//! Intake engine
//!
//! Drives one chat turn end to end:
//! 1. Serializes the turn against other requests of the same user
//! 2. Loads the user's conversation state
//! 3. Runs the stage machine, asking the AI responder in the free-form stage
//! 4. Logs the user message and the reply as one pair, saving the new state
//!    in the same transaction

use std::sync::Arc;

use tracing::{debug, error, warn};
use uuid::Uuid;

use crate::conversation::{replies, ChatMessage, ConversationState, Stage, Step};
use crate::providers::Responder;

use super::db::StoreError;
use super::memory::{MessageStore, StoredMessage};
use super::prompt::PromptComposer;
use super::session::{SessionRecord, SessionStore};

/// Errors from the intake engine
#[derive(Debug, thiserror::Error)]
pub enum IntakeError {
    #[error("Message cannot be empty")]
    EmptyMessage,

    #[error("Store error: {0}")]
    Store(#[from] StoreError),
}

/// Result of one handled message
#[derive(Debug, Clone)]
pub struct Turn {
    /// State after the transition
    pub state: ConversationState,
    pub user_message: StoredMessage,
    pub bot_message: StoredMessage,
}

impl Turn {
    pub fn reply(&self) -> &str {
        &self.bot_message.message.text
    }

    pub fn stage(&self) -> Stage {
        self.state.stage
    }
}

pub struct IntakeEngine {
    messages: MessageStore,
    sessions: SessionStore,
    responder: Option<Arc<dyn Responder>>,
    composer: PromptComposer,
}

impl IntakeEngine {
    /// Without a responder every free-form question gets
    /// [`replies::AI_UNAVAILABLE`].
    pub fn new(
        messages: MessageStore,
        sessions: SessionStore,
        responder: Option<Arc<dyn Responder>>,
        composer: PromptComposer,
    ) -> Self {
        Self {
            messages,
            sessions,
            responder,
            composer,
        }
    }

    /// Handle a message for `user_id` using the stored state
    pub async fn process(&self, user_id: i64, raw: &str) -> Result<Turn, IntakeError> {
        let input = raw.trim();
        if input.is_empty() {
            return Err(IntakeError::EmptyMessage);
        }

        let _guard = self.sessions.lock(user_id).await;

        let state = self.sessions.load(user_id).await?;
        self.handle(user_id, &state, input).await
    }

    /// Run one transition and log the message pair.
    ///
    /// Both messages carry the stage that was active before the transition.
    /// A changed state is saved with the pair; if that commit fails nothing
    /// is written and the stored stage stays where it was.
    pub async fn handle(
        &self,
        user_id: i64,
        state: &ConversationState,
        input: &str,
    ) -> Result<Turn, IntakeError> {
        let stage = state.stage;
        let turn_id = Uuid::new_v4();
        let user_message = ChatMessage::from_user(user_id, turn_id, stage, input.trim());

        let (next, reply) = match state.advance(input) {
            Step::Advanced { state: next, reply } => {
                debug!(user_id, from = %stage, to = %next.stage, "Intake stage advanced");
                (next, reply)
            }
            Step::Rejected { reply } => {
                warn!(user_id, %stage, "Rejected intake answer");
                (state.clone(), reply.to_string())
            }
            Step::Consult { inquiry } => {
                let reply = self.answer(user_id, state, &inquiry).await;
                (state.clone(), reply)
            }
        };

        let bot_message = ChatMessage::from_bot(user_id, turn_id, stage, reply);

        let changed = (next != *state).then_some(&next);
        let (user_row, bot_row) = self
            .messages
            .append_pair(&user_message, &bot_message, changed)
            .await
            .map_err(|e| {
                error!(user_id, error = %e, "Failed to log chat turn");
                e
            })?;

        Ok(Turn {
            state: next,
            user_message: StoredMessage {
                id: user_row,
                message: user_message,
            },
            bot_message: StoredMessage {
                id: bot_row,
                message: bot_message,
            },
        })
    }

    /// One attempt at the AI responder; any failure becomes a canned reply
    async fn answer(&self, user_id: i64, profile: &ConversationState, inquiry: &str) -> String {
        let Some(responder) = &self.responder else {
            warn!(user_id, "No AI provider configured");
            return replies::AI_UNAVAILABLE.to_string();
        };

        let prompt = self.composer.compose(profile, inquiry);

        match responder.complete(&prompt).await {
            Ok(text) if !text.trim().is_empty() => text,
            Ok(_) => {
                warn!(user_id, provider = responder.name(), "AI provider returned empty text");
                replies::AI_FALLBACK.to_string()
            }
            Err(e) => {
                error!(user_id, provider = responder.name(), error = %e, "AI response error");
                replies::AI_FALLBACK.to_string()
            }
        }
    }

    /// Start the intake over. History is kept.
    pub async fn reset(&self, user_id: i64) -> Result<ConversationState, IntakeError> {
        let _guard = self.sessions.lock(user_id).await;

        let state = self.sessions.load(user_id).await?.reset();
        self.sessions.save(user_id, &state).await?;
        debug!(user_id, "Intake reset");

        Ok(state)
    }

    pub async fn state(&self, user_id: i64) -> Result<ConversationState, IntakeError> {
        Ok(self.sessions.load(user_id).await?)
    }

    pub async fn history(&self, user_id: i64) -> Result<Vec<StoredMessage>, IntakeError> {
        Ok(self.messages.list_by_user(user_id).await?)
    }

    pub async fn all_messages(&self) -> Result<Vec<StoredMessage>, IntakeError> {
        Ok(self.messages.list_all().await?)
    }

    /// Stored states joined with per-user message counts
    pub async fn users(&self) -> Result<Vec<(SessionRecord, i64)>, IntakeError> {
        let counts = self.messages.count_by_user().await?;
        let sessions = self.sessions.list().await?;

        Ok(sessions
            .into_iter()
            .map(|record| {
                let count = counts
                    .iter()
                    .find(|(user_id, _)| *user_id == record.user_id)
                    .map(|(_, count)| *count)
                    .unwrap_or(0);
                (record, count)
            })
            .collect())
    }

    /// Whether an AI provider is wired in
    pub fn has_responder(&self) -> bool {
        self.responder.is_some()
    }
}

──────────────────────────────

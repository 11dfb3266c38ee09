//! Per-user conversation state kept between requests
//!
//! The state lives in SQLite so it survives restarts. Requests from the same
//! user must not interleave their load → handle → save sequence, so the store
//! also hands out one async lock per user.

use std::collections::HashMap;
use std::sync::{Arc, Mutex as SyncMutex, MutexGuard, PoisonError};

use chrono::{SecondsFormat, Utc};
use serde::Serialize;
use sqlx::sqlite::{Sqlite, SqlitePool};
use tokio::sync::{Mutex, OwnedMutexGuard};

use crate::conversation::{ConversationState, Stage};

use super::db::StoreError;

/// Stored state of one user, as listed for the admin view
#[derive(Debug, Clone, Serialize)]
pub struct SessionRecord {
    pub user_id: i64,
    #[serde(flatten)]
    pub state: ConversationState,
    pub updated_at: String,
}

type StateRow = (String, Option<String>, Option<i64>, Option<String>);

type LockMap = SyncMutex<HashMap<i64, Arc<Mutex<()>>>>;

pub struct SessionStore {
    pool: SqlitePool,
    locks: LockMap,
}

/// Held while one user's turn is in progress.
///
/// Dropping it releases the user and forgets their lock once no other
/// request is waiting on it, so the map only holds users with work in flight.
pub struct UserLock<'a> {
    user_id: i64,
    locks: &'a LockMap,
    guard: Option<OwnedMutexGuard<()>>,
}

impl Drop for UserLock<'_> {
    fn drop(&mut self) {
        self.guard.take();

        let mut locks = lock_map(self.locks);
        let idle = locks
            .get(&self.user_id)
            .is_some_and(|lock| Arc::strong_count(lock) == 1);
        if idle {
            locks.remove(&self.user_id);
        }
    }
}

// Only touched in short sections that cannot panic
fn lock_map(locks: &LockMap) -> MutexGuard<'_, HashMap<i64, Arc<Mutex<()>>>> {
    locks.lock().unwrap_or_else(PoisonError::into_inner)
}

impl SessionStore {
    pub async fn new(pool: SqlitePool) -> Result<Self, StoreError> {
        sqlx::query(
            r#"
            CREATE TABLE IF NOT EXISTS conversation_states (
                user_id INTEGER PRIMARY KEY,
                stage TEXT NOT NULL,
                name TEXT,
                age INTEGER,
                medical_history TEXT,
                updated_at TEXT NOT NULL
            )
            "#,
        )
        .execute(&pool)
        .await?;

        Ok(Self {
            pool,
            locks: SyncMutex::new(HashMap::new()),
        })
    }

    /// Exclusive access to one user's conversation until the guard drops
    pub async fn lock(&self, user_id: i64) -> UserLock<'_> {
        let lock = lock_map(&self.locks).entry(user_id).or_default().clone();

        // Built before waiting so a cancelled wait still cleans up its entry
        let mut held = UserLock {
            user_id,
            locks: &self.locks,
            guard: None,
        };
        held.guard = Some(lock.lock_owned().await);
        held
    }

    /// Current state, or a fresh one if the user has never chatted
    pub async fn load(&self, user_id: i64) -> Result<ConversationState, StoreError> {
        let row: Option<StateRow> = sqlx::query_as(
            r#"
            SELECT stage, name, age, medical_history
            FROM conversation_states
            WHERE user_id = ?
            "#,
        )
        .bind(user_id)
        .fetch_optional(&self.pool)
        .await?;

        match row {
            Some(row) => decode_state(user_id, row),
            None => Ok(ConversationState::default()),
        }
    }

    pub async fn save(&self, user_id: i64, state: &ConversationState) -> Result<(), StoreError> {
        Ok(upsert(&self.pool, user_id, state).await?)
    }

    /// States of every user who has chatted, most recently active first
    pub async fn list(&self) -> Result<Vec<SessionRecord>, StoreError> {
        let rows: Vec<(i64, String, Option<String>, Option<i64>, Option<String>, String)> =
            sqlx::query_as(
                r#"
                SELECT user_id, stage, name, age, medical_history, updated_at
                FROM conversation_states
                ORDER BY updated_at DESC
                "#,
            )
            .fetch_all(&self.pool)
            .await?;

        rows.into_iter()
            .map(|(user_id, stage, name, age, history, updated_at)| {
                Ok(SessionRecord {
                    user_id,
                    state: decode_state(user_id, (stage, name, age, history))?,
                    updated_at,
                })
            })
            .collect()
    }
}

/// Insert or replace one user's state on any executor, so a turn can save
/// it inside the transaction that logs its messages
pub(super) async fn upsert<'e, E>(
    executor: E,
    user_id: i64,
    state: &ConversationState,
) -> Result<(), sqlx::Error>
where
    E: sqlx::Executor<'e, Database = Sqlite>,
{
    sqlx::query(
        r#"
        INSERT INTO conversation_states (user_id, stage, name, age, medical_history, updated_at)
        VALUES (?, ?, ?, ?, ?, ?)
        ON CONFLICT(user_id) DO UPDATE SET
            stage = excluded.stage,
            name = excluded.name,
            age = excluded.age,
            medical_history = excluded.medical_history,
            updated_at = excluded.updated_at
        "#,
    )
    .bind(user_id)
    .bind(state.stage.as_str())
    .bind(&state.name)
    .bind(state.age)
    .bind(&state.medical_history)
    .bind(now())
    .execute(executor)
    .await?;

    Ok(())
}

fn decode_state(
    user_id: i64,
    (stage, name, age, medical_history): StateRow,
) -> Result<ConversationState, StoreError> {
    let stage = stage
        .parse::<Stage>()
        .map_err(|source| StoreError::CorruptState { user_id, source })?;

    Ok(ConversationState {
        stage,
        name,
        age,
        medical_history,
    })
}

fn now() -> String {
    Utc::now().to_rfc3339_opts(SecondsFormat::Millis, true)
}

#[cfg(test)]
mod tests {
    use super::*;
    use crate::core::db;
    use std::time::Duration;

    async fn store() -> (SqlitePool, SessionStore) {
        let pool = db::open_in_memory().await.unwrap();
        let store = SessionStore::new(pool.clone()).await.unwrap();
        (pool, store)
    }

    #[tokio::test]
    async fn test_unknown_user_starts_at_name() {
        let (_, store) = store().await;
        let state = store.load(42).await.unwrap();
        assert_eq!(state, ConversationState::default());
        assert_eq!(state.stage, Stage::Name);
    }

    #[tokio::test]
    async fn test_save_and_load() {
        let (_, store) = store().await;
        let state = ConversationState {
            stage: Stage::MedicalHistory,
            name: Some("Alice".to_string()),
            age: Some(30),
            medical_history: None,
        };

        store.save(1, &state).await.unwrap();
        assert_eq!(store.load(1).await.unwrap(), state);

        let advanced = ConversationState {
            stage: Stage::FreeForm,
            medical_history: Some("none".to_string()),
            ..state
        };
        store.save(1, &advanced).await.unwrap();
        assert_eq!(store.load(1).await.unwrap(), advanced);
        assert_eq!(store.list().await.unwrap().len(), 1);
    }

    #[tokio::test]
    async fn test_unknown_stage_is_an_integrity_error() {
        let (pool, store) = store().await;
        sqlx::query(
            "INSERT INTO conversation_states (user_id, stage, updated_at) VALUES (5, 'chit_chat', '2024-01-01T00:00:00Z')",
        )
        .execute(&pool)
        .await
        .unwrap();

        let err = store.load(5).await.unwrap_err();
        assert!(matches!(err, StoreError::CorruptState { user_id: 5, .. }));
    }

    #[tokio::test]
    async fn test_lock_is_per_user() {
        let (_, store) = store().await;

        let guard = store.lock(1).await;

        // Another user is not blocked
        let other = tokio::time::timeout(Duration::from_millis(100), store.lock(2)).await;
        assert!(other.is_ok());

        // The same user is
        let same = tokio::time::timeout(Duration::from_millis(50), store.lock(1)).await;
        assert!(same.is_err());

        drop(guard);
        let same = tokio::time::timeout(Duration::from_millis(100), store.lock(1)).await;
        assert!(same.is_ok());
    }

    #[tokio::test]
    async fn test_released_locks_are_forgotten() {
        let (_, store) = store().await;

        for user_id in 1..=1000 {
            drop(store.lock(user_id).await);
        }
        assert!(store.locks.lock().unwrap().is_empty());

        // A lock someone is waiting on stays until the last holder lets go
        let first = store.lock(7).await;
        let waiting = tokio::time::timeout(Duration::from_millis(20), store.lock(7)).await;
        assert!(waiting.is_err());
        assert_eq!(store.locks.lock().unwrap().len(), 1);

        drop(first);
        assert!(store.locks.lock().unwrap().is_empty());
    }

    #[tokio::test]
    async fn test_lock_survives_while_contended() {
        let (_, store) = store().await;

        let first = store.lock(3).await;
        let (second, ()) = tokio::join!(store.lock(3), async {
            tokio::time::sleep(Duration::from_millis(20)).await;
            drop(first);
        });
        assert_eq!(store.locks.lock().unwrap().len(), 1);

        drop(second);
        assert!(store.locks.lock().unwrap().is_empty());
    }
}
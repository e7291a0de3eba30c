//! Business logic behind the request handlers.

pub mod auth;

──────────────────────────────

When a line in the material above includes "counts", report that line by copying it.

## [Response]
    /// Stored states joined with per-user message counts
        let counts = self.messages.count_by_user().await?;
                let count = counts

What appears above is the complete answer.